2) Variabel Independen (Variabel Bebas)
Variabel independen dalam penelitian ini adalah tata kelola perusahaan dan
penghindaran pajak.
1.5.5 Metode Pengumpulan Data
Teknik pengumpulan data yang digunakan dalam penelitian ini adalah dengan
mengakses www.idx.co.id.

1.5.6 Alat Analisis


Alat pengujian yang dilakukan dalam penelitian ini adalah analisis regeresi linier
berganda.

1.6 Hasil dan Pembahasan


Pada penelitian ini setelah dilakukannya pengujian terhadap hipotesis yang
dirumuskan, maka didapatkanlah hasil, sebagai berikut..
1) Hipotesis pertama penelitian ini yang menyatakan ukuran dewan komisaris berpengaruh
negatif terhadap earning management diterima. Hasil tersebut membuktikan bahwa
keberadaan dewan komisaris pada perusahaan dapat meminimalkan kemungkinan
dilakukannya earning management. Dewan komisaris merupakan puncak dari sistem
pengelolaan internal suatu perusahaan. Peran utama dewan komisaris adalah melakukan
pengawasan terhadap kinerja perusahaan dan manajemen. Oleh karena itu, Keberadaan
dewan komisaris diharapkan dapat meningkatkan kualitas laba dengan membatasi tingkat
manajemen laba.
2) Hipotesis kedua yang menyatakan bahwa proporsi dewan komisaris independen
berpengaruh negatif terhadap earning management diterima. Semakin banyak anggota
komisaris independen maka proses pengawasan yang dilakukan dewan ini semakin
berkualitas karena semakin banyaknya pihak independen yang menuntut adanya
transparansi dalam pelaporan keuangan perusahaan.
3) Hipotesis ketiga yang menyatakan bahwa ukuran komite audit berpengaruh negatif
terhadap earning management ditolak. Berdasarkan hasil penelitian ini, komite audit
belum mampu berperan dalam mengurangi praktik earning management di perusahaan
yang dijadikan obyek penelitian. Kondisi tersebut kemungkinan besar terjadi karena
pembentukan komite audit oleh perusahaan hanya untuk memenuhi regulasi saja bukan
untuk menjalankan good corporate governance.
4) Hipotesis keempat penelitian ini yang meyatakan bahwa kepemilikan manajerial
berpengaruh negatif terhadap earning management ditolak.
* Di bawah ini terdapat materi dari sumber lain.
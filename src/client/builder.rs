//! Builder for [`FetchCache`].

use super::FetchCache;
use crate::key::KeyOptions;
use crate::storage::memory::MemoryCache;
use crate::storage::CacheBackend;
use crate::transport::{HttpTransport, Transport};
use crate::Result;
use std::sync::Arc;

/// Configures and constructs a [`FetchCache`].
///
/// Defaults: an un-TTL'd [`MemoryCache`] backend, the reqwest
/// [`HttpTransport`], and [`KeyOptions::default`].
pub struct FetchCacheBuilder {
    backend: Option<Arc<dyn CacheBackend>>,
    transport: Option<Arc<dyn Transport>>,
    key_options: KeyOptions,
}

impl FetchCacheBuilder {
    pub fn new() -> Self {
        Self {
            backend: None,
            transport: None,
            key_options: KeyOptions::default(),
        }
    }

    /// Use the given storage backend.
    pub fn backend(mut self, backend: impl CacheBackend + 'static) -> Self {
        self.backend = Some(Arc::new(backend));
        self
    }

    /// Use an already-shared storage backend.
    pub fn shared_backend(mut self, backend: Arc<dyn CacheBackend>) -> Self {
        self.backend = Some(backend);
        self
    }

    /// Use the given fetch primitive.
    pub fn transport(mut self, transport: impl Transport + 'static) -> Self {
        self.transport = Some(Arc::new(transport));
        self
    }

    /// Use an already-shared fetch primitive.
    pub fn shared_transport(mut self, transport: Arc<dyn Transport>) -> Self {
        self.transport = Some(transport);
        self
    }

    /// Key-derivation options for every call made through this instance.
    pub fn key_options(mut self, options: KeyOptions) -> Self {
        self.key_options = options;
        self
    }

    pub fn build(self) -> Result<FetchCache> {
        let backend = self
            .backend
            .unwrap_or_else(|| Arc::new(MemoryCache::new(None)));
        let transport = match self.transport {
            Some(transport) => transport,
            None => Arc::new(HttpTransport::new()?),
        };
        Ok(FetchCache::new(backend, transport, self.key_options))
    }
}

impl Default for FetchCacheBuilder {
    fn default() -> Self {
        Self::new()
    }
}

#[cfg(test)]
mod tests {
    use super::*;

    #[tokio::test]
    async fn test_defaults_build() {
        let cache = FetchCacheBuilder::new().build().unwrap();
        assert_eq!(cache.backend().name(), "memory");
    }

    #[tokio::test]
    async fn test_explicit_backend_is_kept() {
        let cache = FetchCache::builder()
            .backend(crate::storage::filesystem::FileSystemCache::new(
                std::env::temp_dir().join("fetch-cache-builder-test"),
            ))
            .build()
            .unwrap();
        assert_eq!(cache.backend().name(), "filesystem");
    }
}
//! Content-addressed blob store.
//!
//! The filesystem backend does not touch the disk directly; it talks to a
//! [`BlobStore`], which stores byte streams under logical keys and addresses
//! the content itself by digest. Identical bodies stored under different
//! keys share one content file.

use crate::{BodyStream, Error, Result};
use async_trait::async_trait;
use futures::StreamExt;
use sha2::{Digest, Sha256};
use std::io::ErrorKind;
use std::path::{Path, PathBuf};
use tokio::io::AsyncWriteExt;
use tokio_util::io::ReaderStream;

/// What the store knows about a logical key.
#[derive(Debug, Clone, PartialEq, Eq)]
pub struct BlobInfo {
    /// Digest of the content the key points at.
    pub digest: String,
}

/// A key/value byte-blob store with streamed writes and digest-addressed
/// reads.
#[async_trait]
pub trait BlobStore: Send + Sync {
    /// Drain the stream into durable storage under `key` and return the
    /// content digest. A stream that yields zero bytes stores nothing and
    /// returns `None`; that is a recognized outcome, not a failure.
    async fn put(&self, key: &str, body: BodyStream) -> Result<Option<String>>;

    /// Open the content behind a digest. `None` when the content file is
    /// missing or unreadable.
    async fn get_by_digest(&self, digest: &str) -> Result<Option<BodyStream>>;

    /// Look up the digest recorded for a key.
    async fn info(&self, key: &str) -> Result<Option<BlobInfo>>;

    /// Detach a key. Idempotent; shared content survives for other keys.
    async fn remove(&self, key: &str) -> Result<()>;
}

/// Filesystem-backed [`BlobStore`] under a configurable root directory.
///
/// Layout: `content/<digest>` holds the bytes, `index/<hashed key>` records
/// the digest a key points at. Writes land in a temp file first and are
/// renamed into place.
pub struct FsBlobStore {
    root: PathBuf,
}

impl FsBlobStore {
    pub fn new(root: impl Into<PathBuf>) -> Self {
        Self { root: root.into() }
    }

    fn content_path(&self, digest: &str) -> PathBuf {
        self.root.join("content").join(digest)
    }

    fn index_path(&self, key: &str) -> PathBuf {
        self.root.join("index").join(hashed_file_name(key))
    }

    fn tmp_path(&self, key: &str) -> PathBuf {
        self.root.join("tmp").join(hashed_file_name(key))
    }

    async fn ensure_dirs(&self) -> Result<()> {
        for dir in ["content", "index", "tmp"] {
            tokio::fs::create_dir_all(self.root.join(dir)).await?;
        }
        Ok(())
    }
}

/// Keys are arbitrary strings; hash them into fixed, filesystem-safe names.
fn hashed_file_name(key: &str) -> String {
    let mut hasher = Sha256::new();
    hasher.update(key.as_bytes());
    hasher.finalize().iter().map(|b| format!("{:02x}", b)).collect()
}

async fn rename_into_place(tmp: &Path, target: &Path) -> Result<()> {
    match tokio::fs::rename(tmp, target).await {
        Ok(()) => Ok(()),
        Err(err) => {
            let _ = tokio::fs::remove_file(tmp).await;
            Err(Error::from(err))
        }
    }
}

#[async_trait]
impl BlobStore for FsBlobStore {
    async fn put(&self, key: &str, mut body: BodyStream) -> Result<Option<String>> {
        self.ensure_dirs().await?;

        let tmp = self.tmp_path(key);
        let mut file = tokio::fs::File::create(&tmp).await?;
        let mut hasher = Sha256::new();
        let mut written = 0usize;

        while let Some(chunk) = body.next().await {
            let chunk = match chunk {
                Ok(chunk) => chunk,
                Err(err) => {
                    let _ = tokio::fs::remove_file(&tmp).await;
                    return Err(err);
                }
            };
            hasher.update(&chunk);
            written += chunk.len();
            if let Err(err) = file.write_all(&chunk).await {
                let _ = tokio::fs::remove_file(&tmp).await;
                return Err(Error::from(err));
            }
        }
        file.flush().await?;
        drop(file);

        if written == 0 {
            let _ = tokio::fs::remove_file(&tmp).await;
            return Ok(None);
        }

        let digest: String = {
            let hex: String = hasher.finalize().iter().map(|b| format!("{:02x}", b)).collect();
            format!("sha256-{}", hex)
        };

        let content = self.content_path(&digest);
        if tokio::fs::metadata(&content).await.is_ok() {
            // Content already present under this digest; the temp copy is
            // redundant.
            let _ = tokio::fs::remove_file(&tmp).await;
        } else {
            rename_into_place(&tmp, &content).await?;
        }

        let index_tmp = self.tmp_path(&format!("{}-index", key));
        tokio::fs::write(&index_tmp, digest.as_bytes()).await?;
        rename_into_place(&index_tmp, &self.index_path(key)).await?;

        Ok(Some(digest))
    }

    async fn get_by_digest(&self, digest: &str) -> Result<Option<BodyStream>> {
        let file = match tokio::fs::File::open(self.content_path(digest)).await {
            Ok(file) => file,
            Err(_) => return Ok(None),
        };
        let stream = ReaderStream::new(file).map(|chunk| chunk.map_err(Error::from));
        Ok(Some(Box::pin(stream)))
    }

    async fn info(&self, key: &str) -> Result<Option<BlobInfo>> {
        match tokio::fs::read_to_string(self.index_path(key)).await {
            Ok(digest) => Ok(Some(BlobInfo { digest })),
            Err(err) if err.kind() == ErrorKind::NotFound => Ok(None),
            Err(err) => Err(Error::from(err)),
        }
    }

    async fn remove(&self, key: &str) -> Result<()> {
        match tokio::fs::remove_file(self.index_path(key)).await {
            Ok(()) => Ok(()),
            Err(err) if err.kind() == ErrorKind::NotFound => Ok(()),
            Err(err) => Err(Error::from(err)),
        }
    }
}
Kepemilikan manajerial yang
relatif kecil belum mampu mengatasi konflik kepentingan antara pemilik dengan manajer
sehingga praktik earning management belum dapat ditekan.
5) Hipotesis kelima yang menyatakan tax avoidance berpengaruh positif terhadap earning
management diterima. Nilai tersebut menunjukkan bahwa ETR berpengaruh negatif
terhadap earning management. Semakin besar nilai ETR berarti semakin rendah tingkat
penghindaran pajak yang dilakukan perusahaan. Sebaliknya, semakin kecil nilai ETR
berarti semakin tinggi tingkat penghindaran pajak. Oleh karena itu, apabila ETR
berpengaruh negatif terhadap earning management, maka tax avoidance berpengaruh
positif terhadap earning management.

1.7 Kesimpulan
Pada penelitian telah menemukan beberapa bukti empiris terkait dengan hipotesis
yang dirumuskan. Adapun kesimpulan dari pengujian yang dilakukan, sebagai berikut.
1) Secara simultan dewan komisaris, komisaris independen, komite audit, kepemilikan
manajerial, dan tax avoidance berpengaruh terhadap earning management.
2) Secara parsial, dewan komisaris dan komisaris independen berpengaruh negatif terhadap
earning management.
3) Secara parsial variabel kepemilikan manajerial dan tax avoidance berpengaruh positif
terhadap earning management.
4) Secara parsial komite audit tidak berpengaruh terhadap earning managemen.t
1.8 Keterbatasan dan Arah untuk Penelitian Masa Depan
1.8.1 Keterbatasan Penelitian
1) Penggunaan ETR untuk mengukur penghindaran pajak mengeliminasi perusahaan yang
mengalami kerugian selama periode penelitian yang mengakibatkan terbatasnya sampel.
2) Penelitian ini tidak membandingkan kelompok perusahaan dengan persentase kepemilikan
manajerial yang tinggi dan rendah sehingga perbedaan persentase kepemilikan manajerial
sangat ekstrim.
3) Penelitian ini juga tidak membandingkan antara perusahaan dengan kepemilikan
manajerial dengan perusahaan yang tidak terdapat kepemilikan manajerial di dalamnya
sehingga tidak dapat melihat pengaruh kepemilikan manajerial dengan lebih jelas.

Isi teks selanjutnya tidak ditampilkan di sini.